**EXERCISE BRIEF:** Only lines holding the word "securetoken" are wanted from the records; copy all of them.

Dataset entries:
----------

//! verify-id-token
//!
//! Verifies one ID token and prints its claims as JSON.
//!
//! The token is taken from the first argument, or read from stdin when no
//! argument is given. Exit status is 0 on success and 1 on any failure.
//! Logs go to stderr so stdout carries only the verified token.

use anyhow::Context;
use std::process::ExitCode;
use std::sync::Arc;
use token_verifier::{build_http_client, Config, KeyCache, Token, TokenVerifier};
use tokio::io::AsyncReadExt;
use tracing::{error, info};
use tracing_subscriber::{layer::SubscriberExt, util::SubscriberInitExt, EnvFilter};

/// Filter used when `RUST_LOG` is unset. Covers the binary's own events and
/// every `verifier.*` target the library logs under.
const DEFAULT_LOG_FILTER: &str = "verify_id_token=info,verifier=info";

#[tokio::main]
async fn main() -> ExitCode {
    init_tracing();

    match run().await {
        Ok(token) => match serde_json::to_string_pretty(&token) {
            Ok(json) => {
                println!("{json}");
                ExitCode::SUCCESS
            }
            Err(e) => {
                error!("Failed to serialize verified token: {}", e);
                ExitCode::FAILURE
            }
        },
        Err(e) => {
            error!("Token verification failed: {:#}", e);
            ExitCode::FAILURE
        }
    }
}

fn init_tracing() {
    let json = std::env::var("LOG_FORMAT").is_ok_and(|f| f.eq_ignore_ascii_case("json"));

    tracing_subscriber::registry()
        .with(EnvFilter::try_from_default_env().unwrap_or_else(|_| DEFAULT_LOG_FILTER.into()))
        .with(json.then(|| {
            tracing_subscriber::fmt::layer()
                .json()
                .with_writer(std::io::stderr)
        }))
        .with((!json).then(|| tracing_subscriber::fmt::layer().with_writer(std::io::stderr)))
        .init();
}

async fn run() -> anyhow::Result<Token> {
    let config = Config::from_env().context("failed to load configuration")?;

    info!(
        project_id = ?config.project_id,
        public_keys_url = %config.public_keys_url,
        http_timeout_seconds = config.http_timeout.as_secs(),
        "Configuration loaded"
    );

    let token = read_token().await?;

    let verifier = TokenVerifier::new(
        config.project_id.unwrap_or_default(),
        Arc::new(KeyCache::with_url(config.public_keys_url)),
        Arc::new(build_http_client(config.http_timeout)),
    );

    Ok(verifier.verify(&token).await?)
}

/// Token from the first argument, else all of stdin. Surrounding
/// whitespace is dropped.
async fn read_token() -> anyhow::Result<String> {
    if let Some(arg) = std::env::args().nth(1) {
        return Ok(arg.trim().to_string());
    }

    let mut input = String::new();
    tokio::io::stdin()
        .read_to_string(&mut input)
        .await
        .context("failed to read token from stdin")?;
    Ok(input.trim().to_string())
}
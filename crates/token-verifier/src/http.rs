//! HTTP client seam used to fetch the issuer's signing certificates.
//!
//! The key cache only needs `GET url -> (status, headers, body)`. Production
//! code uses [`reqwest::Client`]; tests can plug in an in-process fake.

use crate::errors::KeyCacheError;
use async_trait::async_trait;
use std::time::Duration;

/// Default timeout for the bundled `reqwest` client.
pub const DEFAULT_HTTP_TIMEOUT: Duration = Duration::from_secs(10);

/// Default connection timeout for the bundled `reqwest` client.
const DEFAULT_CONNECT_TIMEOUT: Duration = Duration::from_secs(5);

/// A fully buffered HTTP response.
#[derive(Debug, Clone, Default)]
pub struct HttpResponse {
    /// Status code.
    pub status: u16,

    /// Response headers as (name, value) pairs.
    pub headers: Vec<(String, String)>,

    /// Response body.
    pub body: String,
}

impl HttpResponse {
    /// Create a response with no headers.
    pub fn new(status: u16, body: impl Into<String>) -> Self {
        Self {
            status,
            headers: Vec::new(),
            body: body.into(),
        }
    }

    /// Add a header.
    #[must_use]
    pub fn with_header(mut self, name: impl Into<String>, value: impl Into<String>) -> Self {
        self.headers.push((name.into(), value.into()));
        self
    }

    /// First value of the named header. Names compare case-insensitively.
    pub fn header(&self, name: &str) -> Option<&str> {
        self.headers
            .iter()
            .find(|(k, _)| k.eq_ignore_ascii_case(name))
            .map(|(_, v)| v.as_str())
    }
}

/// Minimal HTTP client abstraction.
///
/// Timeouts and cancellation are the implementation's responsibility; the
/// key cache imposes none of its own.
#[async_trait]
pub trait HttpClient: Send + Sync {
    /// Issue a GET request and buffer the whole response.
    ///
    /// # Errors
    ///
    /// Returns `KeyCacheError::Transport` if no response could be obtained.
    /// Non-2xx statuses are NOT errors at this layer.
    async fn get(&self, url: &str) -> Result<HttpResponse, KeyCacheError>;
}

#[async_trait]
impl HttpClient for reqwest::Client {
    async fn get(&self, url: &str) -> Result<HttpResponse, KeyCacheError> {
        let response = reqwest::Client::get(self, url).send().await.map_err(|e| {
            tracing::error!(target: "verifier.http", error = %e, "GET request failed");
            KeyCacheError::Transport(e.to_string())
        })?;

        let status = response.status().as_u16();
        let headers = response
            .headers()
            .iter()
            .filter_map(|(name, value)| {
                value
                    .to_str()
                    .ok()
                    .map(|v| (name.as_str().to_string(), v.to_string()))
            })
            .collect();

        let body = response.text().await.map_err(|e| {
            tracing::error!(target: "verifier.http", error = %e, "Failed to read response body");
            KeyCacheError::Transport(e.to_string())
        })?;

        Ok(HttpResponse {
            status,
            headers,
            body,
        })
    }
}

/// Build the `reqwest` client used by the binary.
///
/// Falls back to a default client if the builder fails.
pub fn build_http_client(timeout: Duration) -> reqwest::Client {
    reqwest::Client::builder()
        .timeout(timeout)
        .connect_timeout(DEFAULT_CONNECT_TIMEOUT)
        .build()
        .unwrap_or_else(|e| {
            tracing::warn!(target: "verifier.http", error = %e, "Failed to build HTTP client with custom config, using defaults");
            reqwest::Client::new()
        })
}

#[cfg(test)]
#[allow(clippy::unwrap_used, clippy::expect_used)]
mod tests {
    use super::*;
    use wiremock::matchers::{method, path};
    use wiremock::{Mock, MockServer, ResponseTemplate};

    #[test]
    fn test_header_lookup_is_case_insensitive() {
        let response = HttpResponse::new(200, "{}").with_header("Cache-Control", "max-age=60");

        assert_eq!(response.header("cache-control"), Some("max-age=60"));
        assert_eq!(response.header("CACHE-CONTROL"), Some("max-age=60"));
        assert!(response.header("etag").is_none());
    }

    #[tokio::test]
    async fn test_reqwest_client_buffers_status_headers_and_body() {
        let mock_server = MockServer::start().await;

        Mock::given(method("GET"))
            .and(path("/certs"))
            .respond_with(
                ResponseTemplate::new(503)
                    .insert_header("cache-control", "public, max-age=120")
                    .set_body_string("unavailable"),
            )
            .mount(&mock_server)
            .await;

        let client = build_http_client(DEFAULT_HTTP_TIMEOUT);
        let response = HttpClient::get(&client, &format!("{}/certs", mock_server.uri()))
            .await
            .unwrap();

        assert_eq!(response.status, 503);
        assert_eq!(response.header("Cache-Control"), Some("public, max-age=120"));
        assert_eq!(response.body, "unavailable");
    }

    #[tokio::test]
    async fn test_reqwest_client_transport_error() {
        let client = build_http_client(Duration::from_secs(1));

        // Port 1 on localhost is never listening.
        let result = HttpClient::get(&client, "http://127.0.0.1:1/certs").await;

        assert!(matches!(result, Err(KeyCacheError::Transport(_))));
    }
}
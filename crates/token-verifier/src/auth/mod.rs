//! ID token authentication.
//!
//! - `jwt` - compact-serialization parsing
//! - `keys` - cached issuer signing keys
//! - `claims` - verified token record and claims validation
//! - `verifier` - the verification pipeline tying them together

pub mod claims;
pub mod jwt;
pub mod keys;
pub mod verifier;
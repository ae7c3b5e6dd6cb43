//! Token Verifier Library
//!
//! Verifies RS256 ID tokens issued by the securetoken service:
//!
//! - [`KeyCache`] fetches the issuer's X.509 signing certificates, honors
//!   the response's `Cache-Control: max-age`, and keeps serving the last
//!   good keys when a refresh fails.
//! - [`TokenVerifier`] checks the signature against every cached key and
//!   validates the claims, producing a [`Token`].
//!
//! ## Usage
//!
//! ```rust,ignore
//! let cache = Arc::new(KeyCache::new());
//! let http = Arc::new(build_http_client(DEFAULT_HTTP_TIMEOUT));
//! let verifier = TokenVerifier::new("my-project", cache, http);
//!
//! let token = verifier.verify(&raw_token).await?;
//! println!("uid = {}", token.uid);
//! ```

pub mod auth;
pub mod config;
pub mod errors;
pub mod http;

pub use auth::claims::Token;
pub use auth::keys::{KeyCache, SigningKey, DEFAULT_PUBLIC_KEYS_URL};
pub use auth::verifier::TokenVerifier;
pub use config::{Config, ConfigError};
pub use errors::{KeyCacheError, VerificationError};
pub use http::{build_http_client, HttpClient, HttpResponse, DEFAULT_HTTP_TIMEOUT};
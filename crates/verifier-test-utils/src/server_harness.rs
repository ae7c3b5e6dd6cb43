//! Mock key distribution endpoint for integration tests
//!
//! Wraps a wiremock `MockServer` that publishes `{kid: certificate PEM}`
//! with a `Cache-Control` header, the way the securetoken service does.

use crate::crypto_fixtures::{key_set_json, TestKey};
use wiremock::matchers::{method, path};
use wiremock::{Mock, MockServer, ResponseTemplate};

/// Path the mock server publishes keys under.
pub const TEST_KEYS_PATH: &str = "/robot/v1/metadata/x509/securetoken@system.gserviceaccount.com";

/// Mock key distribution endpoint.
///
/// Mocks are matched in mount order, so call [`reset`](Self::reset) before
/// changing what the endpoint serves.
///
/// # Example
/// ```rust,ignore
/// let keys = MockKeyServer::start().await;
/// keys.serve_keys(&[&TEST_KEY_1], 3600).await;
/// let cache = KeyCache::with_url(keys.keys_url());
/// ```
pub struct MockKeyServer {
    server: MockServer,
}

impl MockKeyServer {
    /// Start a server on a random local port with nothing mounted.
    pub async fn start() -> Self {
        Self {
            server: MockServer::start().await,
        }
    }

    /// Full URL of the key endpoint.
    pub fn keys_url(&self) -> String {
        format!("{}{}", self.server.uri(), TEST_KEYS_PATH)
    }

    /// Underlying wiremock server, for custom mocks.
    pub fn server(&self) -> &MockServer {
        &self.server
    }

    /// Serve `keys` with `Cache-Control: public, max-age=<max_age_secs>`.
    pub async fn serve_keys(&self, keys: &[&TestKey], max_age_secs: u64) {
        Self::keys_mock(keys, max_age_secs).mount(&self.server).await;
    }

    /// Like [`serve_keys`](Self::serve_keys), but fail the test on drop
    /// unless the endpoint is hit exactly `calls` times.
    pub async fn serve_keys_expecting(&self, keys: &[&TestKey], max_age_secs: u64, calls: u64) {
        Self::keys_mock(keys, max_age_secs)
            .expect(calls)
            .mount(&self.server)
            .await;
    }

    /// Serve `keys` with no `Cache-Control` header at all.
    pub async fn serve_keys_without_cache_control(&self, keys: &[&TestKey]) {
        Mock::given(method("GET"))
            .and(path(TEST_KEYS_PATH))
            .respond_with(ResponseTemplate::new(200).set_body_json(key_set_json(keys)))
            .mount(&self.server)
            .await;
    }

    /// Answer every request with `status` and a short body.
    pub async fn serve_status(&self, status: u16) {
        Mock::given(method("GET"))
            .and(path(TEST_KEYS_PATH))
            .respond_with(ResponseTemplate::new(status).set_body_string("key service unavailable"))
            .mount(&self.server)
            .await;
    }

    /// Answer every request with a 200 and `body` verbatim.
    pub async fn serve_raw(&self, body: &str, cache_control: &str) {
        Mock::given(method("GET"))
            .and(path(TEST_KEYS_PATH))
            .respond_with(
                ResponseTemplate::new(200)
                    .set_body_string(body)
                    .insert_header("cache-control", cache_control),
            )
            .mount(&self.server)
            .await;
    }

    /// Remove every mounted mock.
    pub async fn reset(&self) {
        self.server.reset().await;
    }

    /// Number of requests the endpoint has received.
    pub async fn request_count(&self) -> usize {
        self.server
            .received_requests()
            .await
            .map(|requests| requests.len())
            .unwrap_or_default()
    }

    fn keys_mock(keys: &[&TestKey], max_age_secs: u64) -> Mock {
        Mock::given(method("GET"))
            .and(path(TEST_KEYS_PATH))
            .respond_with(
                ResponseTemplate::new(200)
                    .set_body_json(key_set_json(keys))
                    .insert_header(
                        "cache-control",
                        format!("public, max-age={max_age_secs}, must-revalidate, no-transform")
                            .as_str(),
                    ),
            )
    }
}
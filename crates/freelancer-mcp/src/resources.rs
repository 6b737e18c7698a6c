//! Read-only informational resources.

use crate::session::FreelancerSession;
use crate::tools::{HEALTH_CHECK, SEARCH_FREELANCERS, SEARCH_PROJECTS};
use serde_json::{Value, json};

pub const CONFIG_URI: &str = "freelancer://config";
pub const HELP_URI: &str = "freelancer://help";
pub const EXAMPLES_URI: &str = "freelancer://examples";

pub const JSON_MIME_TYPE: &str = "application/json";

/// Static description of one resource, used for `resources/list`.
#[derive(Debug, Clone, Copy)]
pub struct ResourceSpec {
    pub uri: &'static str,
    pub name: &'static str,
    pub description: &'static str,
}

pub const RESOURCES: &[ResourceSpec] = &[
    ResourceSpec {
        uri: CONFIG_URI,
        name: "config",
        description: "Current API configuration status",
    },
    ResourceSpec {
        uri: HELP_URI,
        name: "help",
        description: "Help information about available tools and resources",
    },
    ResourceSpec {
        uri: EXAMPLES_URI,
        name: "examples",
        description: "Usage examples for all tools",
    },
];

/// Render a resource as pretty-printed JSON, or `None` if the URI is unknown.
#[must_use]
pub fn read(uri: &str, session: &FreelancerSession) -> Option<String> {
    let doc = match uri {
        CONFIG_URI => config_document(session),
        HELP_URI => help_document(),
        EXAMPLES_URI => examples_document(),
        _ => return None,
    };
    Some(serde_json::to_string_pretty(&doc).unwrap_or_else(|_| doc.to_string()))
}

/// Config snapshot. Reports whether a token is set, never the token itself.
#[must_use]
pub fn config_document(session: &FreelancerSession) -> Value {
    let settings = session.settings();
    json!({
        "api_url": settings.api_url,
        "has_token": settings.has_token(),
        "session_active": session.is_active(),
        "server_name": settings.server_name,
        "version": settings.server_version,
    })
}

#[must_use]
pub fn help_document() -> Value {
    json!({
        "tools": {
            SEARCH_PROJECTS: "Search for projects by query with filtering options",
            SEARCH_FREELANCERS: "Search for freelancers with various filters",
            HEALTH_CHECK: "Check server and API connectivity status",
        },
        "resources": {
            CONFIG_URI: "Current API configuration status",
            HELP_URI: "This help information",
            EXAMPLES_URI: "Usage examples for all tools",
        },
        "authentication": {
            "required_env_vars": {
                "FLN_OAUTH_TOKEN": "OAuth2 token for Freelancer API (required)",
                "FLN_URL": "API base URL (optional, defaults to https://www.freelancer.com)",
            },
            "how_to_get_token": "Visit https://developers.freelancer.com to create an app and get OAuth token",
        },
    })
}

#[must_use]
pub fn examples_document() -> Value {
    json!({
        SEARCH_PROJECTS: [
            { "query": "logo design" },
            { "query": "python scraping", "sort_field": "time_updated", "or_search_query": false, "limit": 5 },
        ],
        SEARCH_FREELANCERS: [
            { "query": "rust developer" },
            { "query": "translator", "job_ids": [3, 13], "location_ids": [1], "limit": 20 },
        ],
        HEALTH_CHECK: [{}],
    })
}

----------

**YOUR RESPONSE:**
//! Verifies RS256 ID tokens issued by the securetoken service:
//! with a `Cache-Control` header, the way the securetoken service does.
pub const TEST_KEYS_PATH: &str = "/robot/v1/metadata/x509/securetoken@system.gserviceaccount.com";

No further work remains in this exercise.